Saturday, October 2, 2010

"More Moores" My Fantastic Find

My "Show and Tell" later today at the San Luis Obispo County Genealogical Society will be about more MOORES I found in August. This will be during a segment of the program reserved for members to share a recent "fantastic find".

I have long known that my paternal great-grandmother's parents were Andrew Jackson and Nancy (RICHARDSON) MOORE. However, trips to the courthouse and library in the county in which I believed them to have died did not disclose when exactly they died or in fact whether or not they actually died there. I knew they were in the 1880 Census and not in the one taken in 1900.

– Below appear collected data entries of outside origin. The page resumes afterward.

//! Degradation mode selection from combined breaker states.

use std::sync::Arc;

use super::circuit_breaker::{CircuitBreaker, CircuitBreakerConfig, CircuitState};

/// Which cache paths remain available given dependency health.
///
/// | hot | indexed | embedder | mode |
/// |-----|---------|----------|------|
/// | up  | up      | up       | full |
/// | up  | down    | *        | exact-only |
/// | down| up      | up       | template-only |
/// | down| up      | down     | template-without-semantic |
/// | down| down    | *        | passthrough |
///
/// With the embedder down but both tiers up, the template path runs without
/// its semantic signal (threshold raised) while the exact path stays on; the
/// stamped reason reflects the template-path degradation.
#[derive(Debug, Clone, Copy, PartialEq, Eq)]
pub enum DegradationMode {
    Full,
    ExactOnly,
    TemplateOnly,
    /// Structural + param + recency scoring only; admission threshold is
    /// raised by 0.05.
    TemplateWithoutSemantic,
    Passthrough,
}

impl DegradationMode {
    pub fn derive(hot_up: bool, indexed_up: bool, embedder_up: bool) -> Self {
        match (hot_up, indexed_up, embedder_up) {
            (true, true, true) => DegradationMode::Full,
            (true, false, _) => DegradationMode::ExactOnly,
            (false, true, true) => DegradationMode::TemplateOnly,
            (_, true, false) => DegradationMode::TemplateWithoutSemantic,
            (false, false, _) => DegradationMode::Passthrough,
        }
    }

    pub fn is_degraded(&self) -> bool {
        *self != DegradationMode::Full
    }

    /// Value for the `x-cache-degraded-reason` header.
    pub fn reason(&self) -> Option<&'static str> {
        match self {
            DegradationMode::Full => None,
            DegradationMode::ExactOnly => Some("exact-only"),
            DegradationMode::TemplateOnly => Some("template-only"),
            DegradationMode::TemplateWithoutSemantic => Some("template-without-semantic"),
            DegradationMode::Passthrough => Some("passthrough"),
        }
    }

    /// Extra admission threshold applied when semantic scoring is missing.
    pub fn threshold_adjustment(&self) -> f64 {
        match self {
            DegradationMode::TemplateWithoutSemantic => 0.05,
            _ => 0.0,
        }
    }
}

/// The four per-dependency breakers as one injectable unit.
pub struct DependencyBreakers {
    pub hot: Arc<CircuitBreaker>,
    pub indexed: Arc<CircuitBreaker>,
    pub embedder: Arc<CircuitBreaker>,
    pub upstream: Arc<CircuitBreaker>,
}

impl DependencyBreakers {
    pub fn new() -> Self {
        Self {
            hot: Arc::new(CircuitBreaker::new(CircuitBreakerConfig::hot_tier())),
            indexed: Arc::new(CircuitBreaker::new(CircuitBreakerConfig::indexed_tier())),
            embedder: Arc::new(CircuitBreaker::new(CircuitBreakerConfig::embedder())),
            upstream: Arc::new(CircuitBreaker::new(CircuitBreakerConfig::provider())),
        }
    }

    /// Current degradation mode from live breaker states.
    pub fn degradation(&self) -> DegradationMode {
        DegradationMode::derive(
            self.hot.is_available(),
            self.indexed.is_available(),
            self.embedder.is_available(),
        )
    }

    /// Per-dependency states for health reporting.
    pub fn health(&self) -> Vec<(&'static str, CircuitState)> {
        vec![
            ("hot_store", self.hot.state()),
            ("indexed_store", self.indexed.state()),
            ("embedder", self.embedder.state()),
            ("upstream", self.upstream.state()),
        ]
    }
}

impl Default for DependencyBreakers {
    fn default() -> Self {
        Self::new()
    }
}

#[cfg(test)]
mod tests {
    use super::*;

    #[test]
    fn test_matrix() {
        use DegradationMode::*;
        assert_eq!(DegradationMode::derive(true, true, true), Full);
        assert_eq!(DegradationMode::derive(true, false, true), ExactOnly);
        assert_eq!(DegradationMode::derive(true, false, false), ExactOnly);
        assert_eq!(DegradationMode::derive(false, true, true), TemplateOnly);
        assert_eq!(
            DegradationMode::derive(false, true, false),
            TemplateWithoutSemantic
        );
        assert_eq!(DegradationMode::derive(false, false, true), Passthrough);
        assert_eq!(DegradationMode::derive(false, false, false), Passthrough);
    }

    #[test]
    fn test_reasons_and_threshold() {
        assert_eq!(DegradationMode::Full.reason(), None);
        assert!(!DegradationMode::Full.is_degraded());
        assert_eq!(
            DegradationMode::Passthrough.reason(),
            Some("passthrough")
        );
        assert_eq!(
            DegradationMode::TemplateWithoutSemantic.threshold_adjustment(),
            0.05
        );
        assert_eq!(DegradationMode::TemplateOnly.threshold_adjustment(), 0.0);
    }

    #[test]
    fn test_breakers_default_to_full() {
        let breakers = DependencyBreakers::new();
        assert_eq!(breakers.degradation(), DegradationMode::Full);
        assert_eq!(breakers.health().len(), 4);
    }
}
//! 规范化模块：请求规范化、提示词提取与敏感内容掩码。
//!
//! # Canonicalization Module
//!
//! Turns a chat completion request into the stable artifacts every cache
//! decision is keyed on.
//!
//! ## Key Components
//!
//! | Component | Description |
//! |-----------|-------------|
//! | [`Canonicalizer`] | Request → canonical JSON → SHA-256 exact key |
//! | [`PromptMasker`] | Raw prompt → masked template form + raw digest |
//! | [`extract_prompt_text`] | Role-tagged prompt concatenation |
//!
//! Same logical request → same canonical form → same exact key. The masked
//! form feeds the structural fingerprint; the raw form feeds the embedding.
//! Never the other way around.

mod canonicalizer;
mod masker;

pub use canonicalizer::{Canonical, Canonicalizer};
pub use masker::{MaskedPrompt, PromptMasker};

pub(crate) use canonicalizer::{canonicalize_value, sha256_hex, write_canonical};

use crate::types::request::ChatCompletionRequest;

/// Concatenate all messages as `"<role>: <content>"` joined by newlines,
/// system messages included, preserving order. Messages without content are
/// skipped.
pub fn extract_prompt_text(request: &ChatCompletionRequest) -> String {
    request
        .messages
        .iter()
        .filter_map(|m| {
            m.content
                .as_ref()
                .map(|c| format!("{}: {}", m.role.as_str(), c.flattened_text()))
        })
        .collect::<Vec<_>>()
        .join("\n")
}
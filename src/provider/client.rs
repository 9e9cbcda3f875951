//! HTTP upstream forwarding.

use std::collections::HashMap;
use std::time::Duration;

use async_trait::async_trait;
use bytes::Bytes;
use futures::StreamExt;

use super::{ProviderKind, UpstreamProvider};
use crate::config::ProviderSettings;
use crate::types::request::ChatCompletionRequest;
use crate::types::response::ChatCompletionResponse;
use crate::{BoxStream, Error, Result};

const MAX_BACKOFF: Duration = Duration::from_secs(10);

/// Forwards requests to the configured provider endpoints over HTTP.
///
/// Transient failures (network errors, 5xx) retry with capped exponential
/// backoff; anything the provider returns is otherwise passed through
/// verbatim, status included, and never cached.
pub struct HttpUpstream {
    http_client: reqwest::Client,
    providers: HashMap<String, ProviderSettings>,
    max_retries: u32,
}

impl HttpUpstream {
    pub fn new(providers: HashMap<String, ProviderSettings>, timeout: Duration) -> Result<Self> {
        let http_client = reqwest::Client::builder()
            .timeout(timeout)
            .build()
            .map_err(|e| Error::configuration(format!("failed to create HTTP client: {}", e)))?;
        Ok(Self {
            http_client,
            providers,
            max_retries: 3,
        })
    }

    pub fn with_max_retries(mut self, retries: u32) -> Self {
        self.max_retries = retries;
        self
    }

    fn settings_for(&self, model: &str) -> Result<(&ProviderSettings, ProviderKind)> {
        let kind = ProviderKind::from_model(model);
        let settings = self
            .providers
            .get(kind.config_key())
            .filter(|s| s.enabled)
            .ok_or_else(|| {
                Error::configuration(format!(
                    "provider not configured or disabled: {}",
                    kind.config_key()
                ))
            })?;
        Ok((settings, kind))
    }

    fn request_builder(
        &self,
        settings: &ProviderSettings,
        kind: ProviderKind,
        request: &ChatCompletionRequest,
        stream: bool,
    ) -> reqwest::RequestBuilder {
        let mut request = request.clone();
        request.stream = stream.then_some(true);

        let builder = self
            .http_client
            .post(format!("{}/chat/completions", settings.base_url))
            .json(&request);
        match kind {
            ProviderKind::Anthropic => builder
                .header("x-api-key", &settings.api_key)
                .header("anthropic-version", "2023-06-01"),
            _ => builder.bearer_auth(&settings.api_key),
        }
    }

    async fn send_with_retry(
        &self,
        settings: &ProviderSettings,
        kind: ProviderKind,
        request: &ChatCompletionRequest,
        stream: bool,
    ) -> Result<reqwest::Response> {
        let mut attempt = 0u32;
        loop {
            let result = self
                .request_builder(settings, kind, request, stream)
                .send()
                .await;
            match result {
                Ok(response) if response.status().is_server_error() && attempt < self.max_retries => {
                    tracing::warn!(
                        status = response.status().as_u16(),
                        attempt,
                        "upstream 5xx, retrying"
                    );
                }
                Ok(response) => return Ok(response),
                Err(e) if attempt < self.max_retries => {
                    tracing::warn!(error = %e, attempt, "upstream send failed, retrying");
                }
                Err(e) => {
                    return Err(Error::upstream(
                        502,
                        format!("upstream unreachable: {}", e),
                        None,
                    ))
                }
            }
            attempt += 1;
            let backoff = Duration::from_secs(1 << attempt.min(4)).min(MAX_BACKOFF);
            tokio::time::sleep(backoff).await;
        }
    }
}

#[async_trait]
impl UpstreamProvider for HttpUpstream {
    async fn complete(&self, request: &ChatCompletionRequest) -> Result<ChatCompletionResponse> {
        let (settings, kind) = self.settings_for(&request.model)?;
        tracing::info!(provider = kind.config_key(), model = %request.model, "forwarding to provider");

        let response = self.send_with_retry(settings, kind, request, false).await?;
        let status = response.status();
        let body = response.text().await.map_err(|e| {
            Error::upstream(502, format!("failed to read upstream body: {}", e), None)
        })?;
        if !status.is_success() {
            return Err(Error::upstream(
                status.as_u16(),
                "provider error",
                Some(body),
            ));
        }
        Ok(serde_json::from_str(&body)?)
    }

    async fn stream(
        &self,
        request: &ChatCompletionRequest,
    ) -> Result<BoxStream<'static, Bytes>> {
        let (settings, kind) = self.settings_for(&request.model)?;
        tracing::info!(provider = kind.config_key(), model = %request.model, "forwarding stream to provider");

        let response = self.send_with_retry(settings, kind, request, true).await?;
        let status = response.status();
        if !status.is_success() {
            let body = response.text().await.unwrap_or_default();
            return Err(Error::upstream(
                status.as_u16(),
                "provider error",
                Some(body),
            ));
        }

        let stream = response.bytes_stream().map(|item| {
            item.map_err(|e| Error::upstream(502, format!("upstream stream error: {}", e), None))
        });
        Ok(Box::pin(stream))
    }
}

#[cfg(test)]
mod tests {
    use super::*;

    fn upstream() -> HttpUpstream {
        let mut providers = HashMap::new();
        providers.insert(
            "openai".to_string(),
            ProviderSettings::new("https://api.openai.example", "sk-test"),
        );
        HttpUpstream::new(providers, Duration::from_secs(60)).unwrap()
    }

    #[tokio::test]
    async fn test_unconfigured_provider_rejected() {
        let up = upstream();
        let request = ChatCompletionRequest::new(
            "claude-3-opus",
            vec![crate::types::request::Message::user("hi")],
        );
        let result = up.complete(&request).await;
        assert!(matches!(result, Err(Error::Configuration { .. })));
    }

    #[tokio::test]
    async fn test_disabled_provider_rejected() {
        let mut providers = HashMap::new();
        let mut settings = ProviderSettings::new("https://api.openai.example", "sk-test");
        settings.enabled = false;
        providers.insert("openai".to_string(), settings);
        let up = HttpUpstream::new(providers, Duration::from_secs(60)).unwrap();

        let request = ChatCompletionRequest::new(
            "gpt-4",
            vec![crate::types::request::Message::user("hi")],
        );
        assert!(up.complete(&request).await.is_err());
    }
}
//! Request mode detection, temperature buckets and model families.
//!
//! Mode detection prevents cache poisoning scenarios like returning plain
//! text when JSON output was required, or reusing answers produced under a
//! different tool schema. Cache entries are only matched within the same
//! mode.

use serde::{Deserialize, Serialize};

use crate::types::request::ChatCompletionRequest;

/// Request mode, detected from the request structure.
#[derive(Debug, Clone, Copy, PartialEq, Eq, Hash, Serialize, Deserialize)]
#[serde(rename_all = "snake_case")]
pub enum RequestMode {
    Text,
    JsonObject,
    JsonSchema,
    Tools,
    Function,
}

impl RequestMode {
    /// Detect mode from request structure.
    ///
    /// Priority (first match wins):
    /// 1. JSON_SCHEMA: `response_format.type == "json_schema"` (or a schema present)
    /// 2. JSON_OBJECT: `response_format.type == "json_object"`
    /// 3. TOOLS: non-empty tools array
    /// 4. FUNCTION: non-empty legacy functions array
    /// 5. TEXT: default
    pub fn detect(request: &ChatCompletionRequest) -> Self {
        if let Some(format) = &request.response_format {
            if format.format_type == "json_schema" || format.json_schema.is_some() {
                return RequestMode::JsonSchema;
            }
            if format.format_type == "json_object" {
                return RequestMode::JsonObject;
            }
        }
        if request.tools.as_ref().is_some_and(|t| !t.is_empty()) {
            return RequestMode::Tools;
        }
        if request.functions.as_ref().is_some_and(|f| !f.is_empty()) {
            return RequestMode::Function;
        }
        RequestMode::Text
    }

    pub fn as_str(&self) -> &'static str {
        match self {
            RequestMode::Text => "text",
            RequestMode::JsonObject => "json_object",
            RequestMode::JsonSchema => "json_schema",
            RequestMode::Tools => "tools",
            RequestMode::Function => "function",
        }
    }

    /// Parse a stored mode string, defaulting to TEXT when unrecognized.
    pub fn parse(value: &str) -> Self {
        match value {
            "json_object" => RequestMode::JsonObject,
            "json_schema" => RequestMode::JsonSchema,
            "tools" => RequestMode::Tools,
            "function" => RequestMode::Function,
            _ => RequestMode::Text,
        }
    }
}

/// Temperature bucket, ordered so adjacency is meaningful for scoring.
#[derive(Debug, Clone, Copy, PartialEq, Eq, Hash, Serialize, Deserialize)]
#[serde(rename_all = "snake_case")]
pub enum TemperatureBucket {
    Zero,
    Low,
    Medium,
    High,
    Default,
    VeryHigh,
}

impl TemperatureBucket {
    /// Bucket a temperature value; `None` means the OpenAI default of 1.0.
    pub fn from_temperature(temperature: Option<f64>) -> Self {
        let t = temperature.unwrap_or(1.0);
        if t < 0.01 {
            TemperatureBucket::Zero
        } else if t < 0.3 {
            TemperatureBucket::Low
        } else if t < 0.7 {
            TemperatureBucket::Medium
        } else if t < 0.9 {
            TemperatureBucket::High
        } else if (t - 1.0).abs() < 0.01 {
            TemperatureBucket::Default
        } else {
            TemperatureBucket::VeryHigh
        }
    }

    pub fn as_str(&self) -> &'static str {
        match self {
            TemperatureBucket::Zero => "zero",
            TemperatureBucket::Low => "low",
            TemperatureBucket::Medium => "medium",
            TemperatureBucket::High => "high",
            TemperatureBucket::Default => "default",
            TemperatureBucket::VeryHigh => "very_high",
        }
    }

    fn rank(&self) -> i32 {
        match self {
            TemperatureBucket::Zero => 0,
            TemperatureBucket::Low => 1,
            TemperatureBucket::Medium => 2,
            TemperatureBucket::High => 3,
            TemperatureBucket::Default => 4,
            TemperatureBucket::VeryHigh => 5,
        }
    }

    /// Whether two buckets sit next to each other in the ordered list.
    pub fn is_adjacent(&self, other: &TemperatureBucket) -> bool {
        (self.rank() - other.rank()).abs() == 1
    }
}

/// Derive the model family by stripping trailing date suffixes, version
/// suffixes and release-channel qualifiers.
///
/// `gpt-4-0613` → `gpt-4`, `gpt-4-turbo-2024-04-09` → `gpt-4`,
/// `claude-3-5-sonnet-20241022` → `claude-3-5-sonnet`.
pub fn model_family(model: &str) -> String {
    let mut family = model.trim().to_lowercase();
    loop {
        let before = family.len();
        family = strip_trailing(&family);
        if family.len() == before {
            break;
        }
    }
    family
}

fn strip_trailing(model: &str) -> String {
    let Some(idx) = model.rfind('-') else {
        return model.to_string();
    };
    let (head, tail) = (&model[..idx], &model[idx + 1..]);
    if head.is_empty() {
        return model.to_string();
    }

    let is_date = (tail.len() == 8 || tail.len() == 4 || tail.len() == 6)
        && tail.chars().all(|c| c.is_ascii_digit());
    // A trailing YYYY-MM-DD spans three segments; the 2-digit pieces are
    // stripped one at a time until the 4-digit year goes too.
    let is_date_piece = tail.len() == 2
        && tail.chars().all(|c| c.is_ascii_digit())
        && head.rsplit('-').next().is_some_and(|prev| {
            prev.len() >= 2 && prev.chars().all(|c| c.is_ascii_digit())
        });
    let is_version = tail.len() > 1
        && tail.starts_with('v')
        && tail[1..].chars().all(|c| c.is_ascii_digit() || c == '.');
    let is_channel = matches!(tail, "latest" | "preview" | "turbo" | "instruct");

    if is_date || is_date_piece || is_version || is_channel {
        head.to_string()
    } else {
        model.to_string()
    }
}
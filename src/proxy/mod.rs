//! 代理编排模块：缓存查找、上游转发与流式响应。
//!
//! # Proxy Orchestration Module
//!
//! [`ProxyService`] glues the engine, the upstream seam and the replayer
//! together: validate → lookup → serve hit (direct or deterministic replay)
//! or forward to the provider with asynchronous write-through. This is the
//! layer an HTTP ingress mounts; it owns no wire framing of its own beyond
//! the SSE frames the replayer and passthrough already speak.
//!
//! Failure policy: the cache path is non-fatal and degrades silently; the
//! upstream path is fatal-on-error: whatever the provider returns is what
//! the client sees, and provider errors are never cached.

use std::sync::Arc;
use std::time::Instant;

use bytes::Bytes;
use futures::StreamExt;

use crate::engine::control::CacheControl;
use crate::engine::{CacheEngine, Provenance};
use crate::provider::UpstreamProvider;
use crate::replay::{capture_stream, StreamReplayer};
use crate::resilience::CircuitBreaker;
use crate::types::request::ChatCompletionRequest;
use crate::types::response::ChatCompletionResponse;
use crate::{BoxStream, Error, ErrorContext, Result};

/// A complete (non-streaming) proxy outcome.
#[derive(Debug, Clone)]
pub struct ProxyResponse {
    pub response: ChatCompletionResponse,
    pub provenance: Provenance,
}

/// A streaming proxy outcome: provenance for the response headers plus the
/// SSE byte stream. Dropping the stream cancels upstream forwarding and
/// replay pacing alike.
pub struct ProxyStream {
    pub provenance: Provenance,
    pub frames: BoxStream<'static, Bytes>,
}

/// Dependency health and degradation state for `GET /health`.
#[derive(Debug, Clone)]
pub struct HealthReport {
    pub dependencies: Vec<(&'static str, &'static str)>,
    pub degraded: bool,
    pub degradation_reason: Option<&'static str>,
}

/// Orchestrates cache lookup and provider forwarding.
pub struct ProxyService {
    engine: Arc<CacheEngine>,
    upstream: Arc<dyn UpstreamProvider>,
    replayer: StreamReplayer,
}

impl ProxyService {
    pub fn new(engine: Arc<CacheEngine>, upstream: Arc<dyn UpstreamProvider>) -> Self {
        Self {
            engine,
            upstream,
            replayer: StreamReplayer::new(),
        }
    }

    pub fn engine(&self) -> &Arc<CacheEngine> {
        &self.engine
    }

    /// Snapshot for `GET /v1/cache/stats`.
    pub async fn stats(&self) -> Result<crate::engine::CacheStatistics> {
        self.engine.stats().await
    }

    /// `POST /v1/cache/clear`.
    pub async fn clear_cache(&self) -> Result<()> {
        self.engine.clear().await
    }

    /// Per-dependency breaker states plus the active degradation mode, the
    /// payload of `GET /health`.
    pub fn health(&self) -> HealthReport {
        let breakers = self.engine.breakers();
        let degradation = breakers.degradation();
        HealthReport {
            dependencies: breakers
                .health()
                .into_iter()
                .map(|(name, state)| (name, state.as_str()))
                .collect(),
            degraded: degradation.is_degraded(),
            degradation_reason: degradation.reason(),
        }
    }

    /// Handle a non-streaming request: cache hit or upstream forward with
    /// asynchronous write-through.
    pub async fn process(
        &self,
        request: &ChatCompletionRequest,
        control: &CacheControl,
    ) -> Result<ProxyResponse> {
        validate(request)?;
        let degradation = self.engine.degradation();

        if let Some(hit) = self.engine.lookup(request, control).await? {
            return Ok(ProxyResponse {
                response: hit.response.as_cached(),
                provenance: hit.provenance(degradation),
            });
        }

        let response = self.forward(request).await?;
        self.spawn_write_through(request, &response, control);

        Ok(ProxyResponse {
            response,
            provenance: Provenance::miss().with_degradation(degradation.reason()),
        })
    }

    /// Handle a streaming request. A hit replays the cached answer
    /// deterministically; a miss forwards upstream bytes while capturing
    /// them for write-through on completion.
    pub async fn process_stream(
        &self,
        request: &ChatCompletionRequest,
        control: &CacheControl,
    ) -> Result<ProxyStream> {
        validate(request)?;
        let degradation = self.engine.degradation();

        if let Some(hit) = self.engine.lookup(request, control).await? {
            let fingerprint = self.engine.fingerprint(request)?;
            let frames = self
                .replayer
                .replay(&hit.response, &fingerprint.exact_key, true)?
                .map(|frame| frame.map(Bytes::from));
            return Ok(ProxyStream {
                provenance: hit.provenance(degradation),
                frames: Box::pin(frames),
            });
        }

        let upstream_stream = self.forward_stream(request).await?;

        let engine = Arc::clone(&self.engine);
        let store_request = request.clone();
        let store_control = control.clone();
        let frames = capture_stream(upstream_stream, move |response| {
            // Write-through never blocks the client; the stream has already
            // delivered its last frame when this fires.
            tokio::spawn(async move {
                engine.store(&store_request, &response, &store_control).await;
            });
        });

        Ok(ProxyStream {
            provenance: Provenance::miss().with_degradation(degradation.reason()),
            frames,
        })
    }

    fn spawn_write_through(
        &self,
        request: &ChatCompletionRequest,
        response: &ChatCompletionResponse,
        control: &CacheControl,
    ) {
        let engine = Arc::clone(&self.engine);
        let request = request.clone();
        let response = response.clone();
        let control = control.clone();
        tokio::spawn(async move {
            engine.store(&request, &response, &control).await;
        });
    }

    async fn forward(&self, request: &ChatCompletionRequest) -> Result<ChatCompletionResponse> {
        let breaker = self.engine.breakers().upstream.clone();
        guard_upstream(&breaker)?;
        let start = Instant::now();
        match self.upstream.complete(request).await {
            Ok(response) => {
                breaker.record_success(start.elapsed());
                Ok(response)
            }
            Err(e) => {
                record_upstream_outcome(&breaker, &e, start);
                Err(e)
            }
        }
    }

    async fn forward_stream(
        &self,
        request: &ChatCompletionRequest,
    ) -> Result<BoxStream<'static, Bytes>> {
        let breaker = self.engine.breakers().upstream.clone();
        guard_upstream(&breaker)?;
        let start = Instant::now();
        match self.upstream.stream(request).await {
            Ok(stream) => {
                breaker.record_success(start.elapsed());
                Ok(stream)
            }
            Err(e) => {
                record_upstream_outcome(&breaker, &e, start);
                Err(e)
            }
        }
    }
}

fn guard_upstream(breaker: &CircuitBreaker) -> Result<()> {
    if breaker.allow() {
        Ok(())
    } else {
        Err(Error::upstream(
            503,
            "upstream circuit open",
            Some("{\"error\":{\"message\":\"upstream temporarily unavailable\"}}".to_string()),
        ))
    }
}

/// Provider 4xx means the dependency itself answered; only 5xx and
/// transport failures feed the breaker.
fn record_upstream_outcome(breaker: &CircuitBreaker, error: &Error, start: Instant) {
    match error {
        Error::Upstream { status, .. } if *status < 500 => {
            breaker.record_success(start.elapsed());
        }
        _ => breaker.record_failure(),
    }
}

/// Invalid requests are rejected before any cache or upstream work and are
/// never cached.
fn validate(request: &ChatCompletionRequest) -> Result<()> {
    if request.model.trim().is_empty() {
        return Err(Error::validation_with_context(
            "model must be specified",
            ErrorContext::new().with_field_path("request.model"),
        ));
    }
    if request.messages.is_empty() {
        return Err(Error::validation_with_context(
            "messages cannot be empty",
            ErrorContext::new().with_field_path("request.messages"),
        ));
    }
    Ok(())
}
//! Seeded word-boundary chunking.

use std::time::Duration;

use rand::SeedableRng;
use rand_chacha::ChaCha8Rng;
use rand_distr::{Distribution, Normal};
use sha2::{Digest, Sha256};

/// First 64 bits of SHA-256 over the cache key. Stable across processes and
/// releases, so the same entry always chunks the same way.
pub fn seed_from_key(key: &str) -> u64 {
    let digest = Sha256::digest(key.as_bytes());
    let mut bytes = [0u8; 8];
    bytes.copy_from_slice(&digest[..8]);
    u64::from_le_bytes(bytes)
}

/// One planned emission: the text slice and the pause before sending it.
#[derive(Debug, Clone, PartialEq, Eq)]
pub struct PacedChunk {
    pub text: String,
    pub delay: Duration,
}

/// Splits response content into chunks by walking word boundaries, sizes and
/// delays drawn from Gaussians on a key-seeded ChaCha stream.
///
/// ChaCha8 is used deliberately: its output is specified and stable across
/// `rand` releases, which the replay determinism property depends on.
#[derive(Debug, Clone)]
pub struct DeterministicChunker {
    mean_words: f64,
    std_dev_words: f64,
    delay_mean_ms: f64,
    delay_std_ms: f64,
}

impl Default for DeterministicChunker {
    fn default() -> Self {
        Self {
            mean_words: 15.0,
            std_dev_words: 5.0,
            delay_mean_ms: 50.0,
            delay_std_ms: 20.0,
        }
    }
}

impl DeterministicChunker {
    pub fn new() -> Self {
        Self::default()
    }

    pub fn with_pacing(mut self, mean_ms: f64, std_ms: f64) -> Self {
        self.delay_mean_ms = mean_ms;
        self.delay_std_ms = std_ms;
        self
    }

    /// Plan the chunk sequence for `content` under `key`. Cache hits halve
    /// the pacing: the answer is already paid for.
    pub fn plan(&self, content: &str, key: &str, cache_hit: bool) -> Vec<PacedChunk> {
        if content.is_empty() {
            return Vec::new();
        }

        let mut rng = ChaCha8Rng::seed_from_u64(seed_from_key(key));
        let size_dist = Normal::new(self.mean_words, self.std_dev_words)
            .expect("static distribution parameters");
        let delay_mean = if cache_hit {
            self.delay_mean_ms / 2.0
        } else {
            self.delay_mean_ms
        };
        let delay_dist =
            Normal::new(delay_mean, self.delay_std_ms).expect("static distribution parameters");

        let words = split_word_segments(content);
        let mut chunks = Vec::new();
        let mut pos = 0;
        while pos < words.len() {
            let take = (size_dist.sample(&mut rng).round() as i64).max(1) as usize;
            let end = (pos + take).min(words.len());
            let text: String = words[pos..end].concat();
            // Delays ride the same seeded stream so the whole plan is a pure
            // function of the key.
            let delay_ms = delay_dist.sample(&mut rng).max(0.0);
            chunks.push(PacedChunk {
                text,
                delay: Duration::from_millis(delay_ms as u64),
            });
            pos = end;
        }
        chunks
    }
}

/// Split into word segments, each word keeping its trailing whitespace, so
/// concatenating all segments reproduces the input byte-for-byte.
fn split_word_segments(content: &str) -> Vec<&str> {
    let mut segments = Vec::new();
    let mut start = 0;
    let mut in_whitespace = content
        .chars()
        .next()
        .map(char::is_whitespace)
        .unwrap_or(false);
    for (i, c) in content.char_indices().skip(1) {
        let ws = c.is_whitespace();
        if in_whitespace && !ws {
            segments.push(&content[start..i]);
            start = i;
        }
        in_whitespace = ws;
    }
    segments.push(&content[start..]);
    segments
}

In August I was surfing in I was curious about whether researchers who posted family pictures there tended to give credit to those who were the source of those pictures. I knew that pictures I had posted on password protected sites, available only to family members, had subsequently shown up on Ancestry. I was pleased to discover that cousins do tend to acknowledge the source of the pictures they post. In the midst of my exploration, I made a serendipitous fantastic find. At first it was thumbnail size and I mistook it for a picture that had been give to me by a cousin several years ago; but when I enlarged it I realized it was a different picture taken the same day. [Click on the photos to see the entire picture in a new window.]

This picture had been posted on Ancestry by Kathy Reedy who I have since discovered is a second cousin-once removed. Her picture included only the men of the family--A. J. MOORE and all his sons. The picture I had received years before included Nancy and two of their three daughters as well:

I have always loved this picture for a variety of reasons. First of course because it included two of my great-great grandparents. I also have a fondness for it for some of the detail. Douglas MORSE, the second cousin who originally gave me the picture was fascinated by the mechanical wheelchair which seems advanced for the time--probably around 1890. In addition someone had forced all the men to take off their hats for the photograph. Note that several of them are stacked on the ledge in the upper right of the picture. But Papa would not part with his hat. Notice that he is holding his in both photos. And then there is the mischievous little girl who sneaked into the picture by climbing onto the ledge near where the hats were stacked.

After finding the photograph of the MOORE men in Kathy's tree, I was able to find a picture of the tombstone of A.J. and Nancy on Find A Grave. Now I knew where and when they died and it was right in the area in which I had been looking for years. They are not even listed in the tombstone list that had been done for their cemetery. I was also able to contact a fourth cousin who also descends from this couple and find the cemetery where A.J.'s parents were buried in another part of Missouri.

Through my newly found cousins I have found other old photos including one that included my great-grandmother along with her two sisters when they were much younger than in the above picture. I have also found pedigrees that extend both A.J.'s paternal and maternal lines back many generations. It will take me many years to verify some of these lines but I now have a treasure map to guide my search.

Friday, October 1, 2010

Comments to Posts on this Blog

Thank you "Anonymous" for your supportive post. It is always reassuring to find that Elizabeth Shown Mills agrees with one's position. However, in reading your comment, I realized something about the capability or lack of capability of this blog. URLs listed in comments apparently cannot be made clickable.  Elizabeth's original 2005 post "Re: Kissing Cousins", can be linked in an original post but not in a comment about a post. That's unfortunate. It is also unfortunate that readers don't even see comments unless they read the fine print at the end of posts and see the "Comments" button there. If you are interested in following the links listed in the comment posted yesterday by Anonymous, the easiest way would be to follow the link to Ms. Mills' post and  then click on the links therein. Some of them may not pertain directly to "half-cousin" as content on some of the sites has changed over the five intervening years.

Comments are always welcome to posts on this site.